#### [Data to use]
= Beginning of Section =

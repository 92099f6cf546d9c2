//! Built-in presentation effects

use crate::dom::Element;
use std::fmt;

/// Class added to a field that passed
pub const VALID_CLASS: &str = "smartform-valid";
/// Class added to a field that failed
pub const INVALID_CLASS: &str = "smartform-invalid";
/// Icon class for a field that passed
pub const VALID_ICON_CLASS: &str = "smartform-icon-valid";
/// Icon class for a field that failed
pub const INVALID_ICON_CLASS: &str = "smartform-icon-invalid";
/// Attribute toggled on submit buttons
pub const DISABLED_ATTRIBUTE: &str = "disabled";

/// Built-in effects, in application order
#[derive(Debug, Clone, Copy, PartialEq, Eq, Hash)]
pub enum BuiltinEffect {
    /// Valid/invalid border classes on input fields
    ValidationBorder,
    /// Valid/invalid icon classes on input fields
    ValidationIcon,
    /// Enables or disables submit buttons
    SubmitToggle,
}

/// Built-in effects in application order
pub static BUILTIN_EFFECTS: [BuiltinEffect; 3] = [
    BuiltinEffect::ValidationBorder,
    BuiltinEffect::ValidationIcon,
    BuiltinEffect::SubmitToggle,
];

/// Whether an element is a submit button
pub fn is_submit_button(element: &dyn Element) -> bool {
    element.input_type().as_deref() == Some("submit")
        || element.role().as_deref() == Some("submit-button")
}

impl BuiltinEffect {
    /// Registry name
    pub fn name(&self) -> &'static str {
        match self {
            BuiltinEffect::ValidationBorder => "validation-border",
            BuiltinEffect::ValidationIcon => "validation-icon",
            BuiltinEffect::SubmitToggle => "submit-toggle",
        }
    }

    /// Look up a built-in by name
    pub fn from_name(name: &str) -> Option<Self> {
        BUILTIN_EFFECTS.iter().copied().find(|e| e.name() == name)
    }

    /// Run once when the effect is bound to an element
    pub fn init(&self, element: &dyn Element) {
        if *self == BuiltinEffect::SubmitToggle && is_submit_button(element) {
            disable(element);
        }
    }

    /// Apply the outcome of a validation
    pub fn apply(&self, element: &dyn Element, valid: bool) {
        match self {
            BuiltinEffect::ValidationBorder => {
                toggle_classes(element, valid, VALID_CLASS, INVALID_CLASS)
            }
            BuiltinEffect::ValidationIcon => {
                toggle_classes(element, valid, VALID_ICON_CLASS, INVALID_ICON_CLASS)
            }
            BuiltinEffect::SubmitToggle => {
                if !is_submit_button(element) {
                    return;
                }
                if valid {
                    enable(element);
                } else {
                    disable(element);
                }
            }
        }
    }

    /// Remove any presentation left by previous outcomes
    pub fn clear(&self, element: &dyn Element) {
        match self {
            BuiltinEffect::ValidationBorder => {
                element.remove_class(VALID_CLASS);
                element.remove_class(INVALID_CLASS);
            }
            BuiltinEffect::ValidationIcon => {
                element.remove_class(VALID_ICON_CLASS);
                element.remove_class(INVALID_ICON_CLASS);
            }
            BuiltinEffect::SubmitToggle => self.init(element),
        }
    }
}

impl fmt::Display for BuiltinEffect {
    fn fmt(&self, f: &mut fmt::Formatter<'_>) -> fmt::Result {
        write!(f, "{}", self.name())
    }
}

fn toggle_classes(element: &dyn Element, valid: bool, valid_class: &str, invalid_class: &str) {
    if is_submit_button(element) {
        return;
    }
    if valid {
        element.remove_class(invalid_class);
        element.add_class(valid_class);
    } else {
        element.remove_class(valid_class);
        element.add_class(invalid_class);
    }
}

// A broken submit element must not abort the validation pass.
fn enable(element: &dyn Element) {
    if let Err(e) = element.remove_attribute(DISABLED_ATTRIBUTE) {
        tracing::warn!(error = %e, "could not enable submit button");
    }
}

fn disable(element: &dyn Element) {
    if let Err(e) = element.set_attribute(DISABLED_ATTRIBUTE, DISABLED_ATTRIBUTE) {
        tracing::warn!(error = %e, "could not disable submit button");
    }
}
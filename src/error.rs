//! Error types for smartform
//!
//! Every error signals programmer misuse of the registration API. Whether a
//! field's value is acceptable is never an error: that is reported through
//! the boolean returned by `validate()`.

use thiserror::Error;

/// Result type alias using smartform Error
pub type Result<T> = std::result::Result<T, Error>;

/// Main error type for smartform operations
#[derive(Error, Debug)]
pub enum Error {
    /// A parameter has the wrong shape
    #[error("type error: {0}")]
    Type(String),

    /// A referenced field or form is not registered
    #[error("key error: {0}")]
    Key(String),

    /// An identity is already registered or is reserved by a built-in
    #[error("key exists: {0}")]
    KeyExists(String),

    /// A required string parameter is empty after trimming
    #[error("empty value: {0}")]
    Empty(String),

    /// An operation was called in a state that does not allow it
    #[error("state error: {0}")]
    State(String),

    /// A value could not be used (e.g. an invalid regular expression)
    #[error("value error: {0}")]
    Value(String),

    /// JSON (de)serialization error
    #[error("JSON error: {0}")]
    Json(#[from] serde_json::Error),

    /// I/O error
    #[error("I/O error: {0}")]
    Io(#[from] std::io::Error),
}

impl Error {
    /// Missing-reference error for a field id that was never registered
    pub fn field_not_registered(id: impl std::fmt::Display) -> Self {
        Error::Key(format!("field '{}' is not registered", id))
    }

    /// Uniqueness violation for a validator or effect identity
    pub fn key_exists(kind: &str, identity: &str) -> Self {
        Error::KeyExists(format!("{} '{}' already exists", kind, identity))
    }

    /// Uniqueness violation against a built-in identity
    pub fn reserved(kind: &str, identity: &str) -> Self {
        Error::KeyExists(format!(
            "{} '{}' is reserved by a built-in {}",
            kind, identity, kind
        ))
    }

    /// Empty-value error for a named parameter
    pub fn empty(parameter: &str) -> Self {
        Error::Empty(format!("'{}' must not be empty", parameter))
    }
}

#[cfg(test)]
mod tests {
    use super::*;

    #[test]
    fn test_error_messages() {
        let err = Error::field_not_registered("email");
        assert_eq!(err.to_string(), "key error: field 'email' is not registered");

        let err = Error::key_exists("effect", "a.x");
        assert_eq!(err.to_string(), "key exists: effect 'a.x' already exists");

        let err = Error::reserved("validator", "email");
        assert!(err.to_string().contains("reserved by a built-in validator"));

        let err = Error::empty("name");
        assert!(matches!(err, Error::Empty(_)));
    }

    #[test]
    fn test_error_conversion() {
        let json_err = serde_json::from_str::<serde_json::Value>("{").unwrap_err();
        let err: Error = json_err.into();
        assert!(matches!(err, Error::Json(_)));
    }
}
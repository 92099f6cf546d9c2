//! Aggregates assembled from arbitrary elements

use super::{Aggregate, FieldCollection, FieldInput, Form};
use crate::dom::FormElement;
use crate::error::Result;
use std::fmt;
use std::rc::Rc;

/// Fields collected by hand, possibly across several forms
#[derive(Default)]
pub struct FieldSet {
    aggregate: Aggregate,
    forms: Vec<Rc<dyn FormElement>>,
}

impl FieldSet {
    /// Empty set
    pub fn new() -> Self {
        Self::default()
    }

    /// Set populated with the given elements
    pub fn with_fields(inputs: Vec<FieldInput>) -> Result<Self> {
        let mut set = Self::new();
        set.add_fields(inputs)?;
        Ok(set)
    }

    /// Discover a form and remember it; its fields stay in the returned
    /// [`Form`]
    pub fn add_form(&mut self, form: Rc<dyn FormElement>) -> Result<Form> {
        let discovered = Form::new(Rc::clone(&form))?;
        self.forms.push(form);
        Ok(discovered)
    }

    /// Forms recorded by [`FieldSet::add_form`]
    pub fn forms(&self) -> &[Rc<dyn FormElement>] {
        &self.forms
    }
}

impl FieldCollection for FieldSet {
    fn aggregate(&self) -> &Aggregate {
        &self.aggregate
    }

    fn aggregate_mut(&mut self) -> &mut Aggregate {
        &mut self.aggregate
    }
}

impl fmt::Debug for FieldSet {
    fn fmt(&self, f: &mut fmt::Formatter<'_>) -> fmt::Result {
        f.debug_struct("FieldSet")
            .field("fields", &self.aggregate.fields)
            .field("forms", &self.forms.len())
            .finish()
    }
}
//! API layer for ValetPark
//!
//! HTTP handlers for valet sessions, parking tariffs, employees, locations
//! and subscriptions.

pub mod dto;
pub mod handlers;

// Re-export DTOs (common types)
pub use dto::{ApiResponse, PaginationParams};

// Re-export handler configuration functions
pub use handlers::{
    configure_employees, configure_locations, configure_sessions, configure_subscriptions,
    configure_tariffs,
};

= End of Section =

#### [Task]
The lines to copy run from the first line of the entries to the line containing "to a field that failed"; copy them exactly and output nothing else.

#### [Result of this exercise]
repository 92099f6cf546d9c2
//! Built-in presentation effects

use crate::dom::Element;
use std::fmt;

/// Class added to a field that passed
pub const VALID_CLASS: &str = "smartform-valid";
/// Class added to a field that failed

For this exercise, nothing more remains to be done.